Instacart is responding by implementing what the multi-billion-dollar company calls a "regulatory response fee." The company's move to push the burden of paying workers fair wages onto the customers did not sit well with Council Member Sandy Nurse (D-Bushwick), who introduced the legislation to force Instacart to pay workers more in the first place.

"The CEO wants consumers to eat the cost of paying fair wages to their workers so that they can keep earning millions," said Nurse in a statement. "At any time, the CEO could offer to earn slightly less than a base salary of $1.37 million and $30 million in stock awards. Instacart adding a deceptive 'Regulatory Response Fee' to orders shifts costs onto consumers unnecessarily."

These new protections will require more enforcement from the underfunded department — whose budget Mayor Mamdani has pledged to double so it will have the resources to enforce the new protections.

Former DCWP Commissioner Lorelei Salas says that even more might be needed.

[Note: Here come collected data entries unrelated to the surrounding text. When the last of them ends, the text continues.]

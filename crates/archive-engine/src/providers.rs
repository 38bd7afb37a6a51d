use std::collections::BTreeMap;
use std::sync::Arc;

use anyhow::Result;
use archive_contracts::inline_image::InlineImage;

use crate::config::EngineConfig;
use crate::dryrun::DryrunProvider;
use crate::gemini::GeminiProvider;

#[derive(Debug, Clone)]
pub struct ImageRequest {
    pub model: String,
    pub prompt: String,
    /// Present for edits: the image the instruction applies to.
    pub source: Option<InlineImage>,
}

#[derive(Debug, Clone)]
pub struct TextRequest {
    pub model: String,
    pub prompt: String,
}

/// Synthesizes or edits exactly one image per call.
pub trait ImageProvider: Send + Sync {
    fn name(&self) -> &str;
    fn generate(&self, request: &ImageRequest) -> Result<InlineImage>;
}

/// Returns the model's text answer; an empty string is a valid answer.
pub trait TextProvider: Send + Sync {
    fn name(&self) -> &str;
    fn complete(&self, request: &TextRequest) -> Result<String>;
}

#[derive(Debug, Clone, Copy, PartialEq, Eq)]
pub enum GenerationErrorKind {
    /// The response carried no candidate parts at all.
    NoContent,
    /// Parts were returned but none held inline image data.
    NoImage,
}

/// The model answered, but not with an image.
#[derive(Debug, Clone)]
pub struct GenerationError {
    pub kind: GenerationErrorKind,
    message: String,
}

impl GenerationError {
    pub fn no_content() -> Self {
        Self {
            kind: GenerationErrorKind::NoContent,
            message: "No content generated".to_string(),
        }
    }

    pub fn no_image() -> Self {
        Self {
            kind: GenerationErrorKind::NoImage,
            message: "No image data found in response".to_string(),
        }
    }
}

impl std::fmt::Display for GenerationError {
    fn fmt(&self, f: &mut std::fmt::Formatter<'_>) -> std::fmt::Result {
        write!(f, "{}", self.message)
    }
}

impl std::error::Error for GenerationError {}

#[derive(Default, Clone)]
pub struct ProviderRegistry {
    image: BTreeMap<String, Arc<dyn ImageProvider>>,
    text: BTreeMap<String, Arc<dyn TextProvider>>,
}

impl ProviderRegistry {
    pub fn new() -> Self {
        Self::default()
    }

    pub fn register_image<P: ImageProvider + 'static>(&mut self, provider: P) {
        self.image
            .insert(provider.name().to_string(), Arc::new(provider));
    }

    pub fn register_text<P: TextProvider + 'static>(&mut self, provider: P) {
        self.text
            .insert(provider.name().to_string(), Arc::new(provider));
    }

    pub fn image(&self, name: &str) -> Option<Arc<dyn ImageProvider>> {
        self.image.get(name).cloned()
    }

    pub fn text(&self, name: &str) -> Option<Arc<dyn TextProvider>> {
        self.text.get(name).cloned()
    }

    pub fn names(&self) -> Vec<String> {
        let mut names: Vec<String> = self
            .image
            .keys()
            .chain(self.text.keys())
            .cloned()
            .collect();
        names.sort();
        names.dedup();
        names
    }
}

pub fn default_provider_registry(config: &EngineConfig) -> Result<ProviderRegistry> {
    let mut providers = ProviderRegistry::new();
    providers.register_image(DryrunProvider);
    providers.register_text(DryrunProvider);
    providers.register_image(GeminiProvider::new(config)?);
    providers.register_text(GeminiProvider::new(config)?);
    Ok(providers)
}

#[cfg(test)]
mod tests {
    use super::*;

    #[test]
    fn default_registry_serves_both_capabilities() -> Result<()> {
        let registry = default_provider_registry(&EngineConfig::default())?;
        assert_eq!(registry.names(), vec!["dryrun", "gemini"]);
        assert!(registry.image("gemini").is_some());
        assert!(registry.text("dryrun").is_some());
        assert!(registry.image("openai").is_none());
        Ok(())
    }

    #[test]
    fn generation_error_downcasts_through_anyhow() {
        let err = anyhow::Error::new(GenerationError::no_image()).context("gemini call");
        let cause = err
            .chain()
            .find_map(|cause| cause.downcast_ref::<GenerationError>())
            .map(|cause| cause.kind);
        assert_eq!(cause, Some(GenerationErrorKind::NoImage));
        assert_eq!(
            GenerationError::no_content().to_string(),
            "No content generated"
        );
    }
}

"Unless enforcement is visible and ongoing and you have the resources, a lot of companies end up choosing to wait it out and hope that you arent going to come knocking on their doors," said Salas, the City College Powell School's leader-in-residence. "DCWP still has a very small staff for the amount of work that they are supposed to be doing. If resources aren't invested into enforcement, some businesses are going to just take the risk. Basically they see it as the cost of doing business."

Mayor Mamdani will release his preliminary budget on Feb. 17.

HungryPanda and Fantuan did not respond to Streetsblog's request for comment.